The kingdom Brigham aspired to rule required revolution, and he was, undeniably, a revolutionary figure. He knew poverty, he saw new, wrenching forms of it in England, and he meant to make a government that would eliminate want and desperation. He saw the determination of the United States to bring his kingdom under its control as the imposition of the same old oppression that inevitably resulted in misery, fury, and war. The enormity of the task of building an alternative, the persistence of the opposition, and the dire consequences of failure moved him to demand absolute obedience, in spite of himself. No one else, he was sure, had the insight nor the grit to see the task through.

He had no choice, then, but to be a monarch.

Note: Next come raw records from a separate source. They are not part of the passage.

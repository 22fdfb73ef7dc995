//! Preflight checks module.

mod tmdb;

use crate::models::config::Config;
use colored::Colorize;

/// Result of a preflight check.
#[derive(Debug)]
pub struct CheckResult {
    pub name: String,
    pub success: bool,
    pub message: String,
    pub hint: Option<String>,
}

impl CheckResult {
    pub fn ok(name: &str, message: &str) -> Self {
        Self {
            name: name.to_string(),
            success: true,
            message: message.to_string(),
            hint: None,
        }
    }

    pub fn fail(name: &str, message: &str, hint: &str) -> Self {
        Self {
            name: name.to_string(),
            success: false,
            message: message.to_string(),
            hint: Some(hint.to_string()),
        }
    }
}

/// Run all preflight checks.
pub fn run_preflight_checks(config: &Config) -> Vec<CheckResult> {
    vec![tmdb::check(&config.tmdb)]
}

/// Print preflight check results.
pub fn print_results(results: &[CheckResult]) {
    for result in results {
        if result.success {
            println!(
                "{} {}: {}",
                "[OK]".green(),
                result.name.bold(),
                result.message
            );
        } else {
            println!(
                "{} {}: {}",
                "[FAIL]".red(),
                result.name.bold(),
                result.message
            );
            if let Some(ref hint) = result.hint {
                println!("  {} {}", "->".yellow(), hint);
            }
        }
    }
}

/// Check if all preflight checks passed.
pub fn all_passed(results: &[CheckResult]) -> bool {
    results.iter().all(|r| r.success)
}
//! TMDB API preflight check.

use super::CheckResult;
use crate::models::config::TmdbConfig;
use crate::services::tmdb::TmdbClient;

/// Check if TMDB API is accessible.
pub fn check(config: &TmdbConfig) -> CheckResult {
    match TmdbClient::from_config(config) {
        Ok(client) => match client.verify_api_key() {
            Ok(true) => CheckResult::ok("TMDB API", "connected"),
            Ok(false) => CheckResult::fail(
                "TMDB API",
                "invalid API key",
                "Check TMDB_API_KEY",
            ),
            Err(_) => CheckResult::fail(
                "TMDB API",
                "connection failed",
                "Check your network connection",
            ),
        },
        Err(_) => CheckResult::fail(
            "TMDB API",
            "API key not configured",
            "Set TMDB_API_KEY environment variable",
        ),
    }
}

For the sake of justice, for the sake of the people, for righteousness, and for the triumph of the kingdom, Brigham had to be sovereign in America. (140)

About the author(s)

Roger Terry is editorial director at BYU Studies, an avid reader with diverse tastes, and the author of books, articles, essays, reviews, editorials, and short fiction.

Notes

1. David Mason to Roger Terry, email, June 4, 2013.

2. See Edward A. Geary, “Tom and Bessie Kane and the Mormons,” in Colonel Thomas L. Kane and the Mormons, 1846–1883, ed. David J. Whittaker (Provo, Utah: BYU Studies; Salt Lake City: University of Utah Press, 2010), 121–57.

3. Geary, “Tom and Bessie Kane,” 143.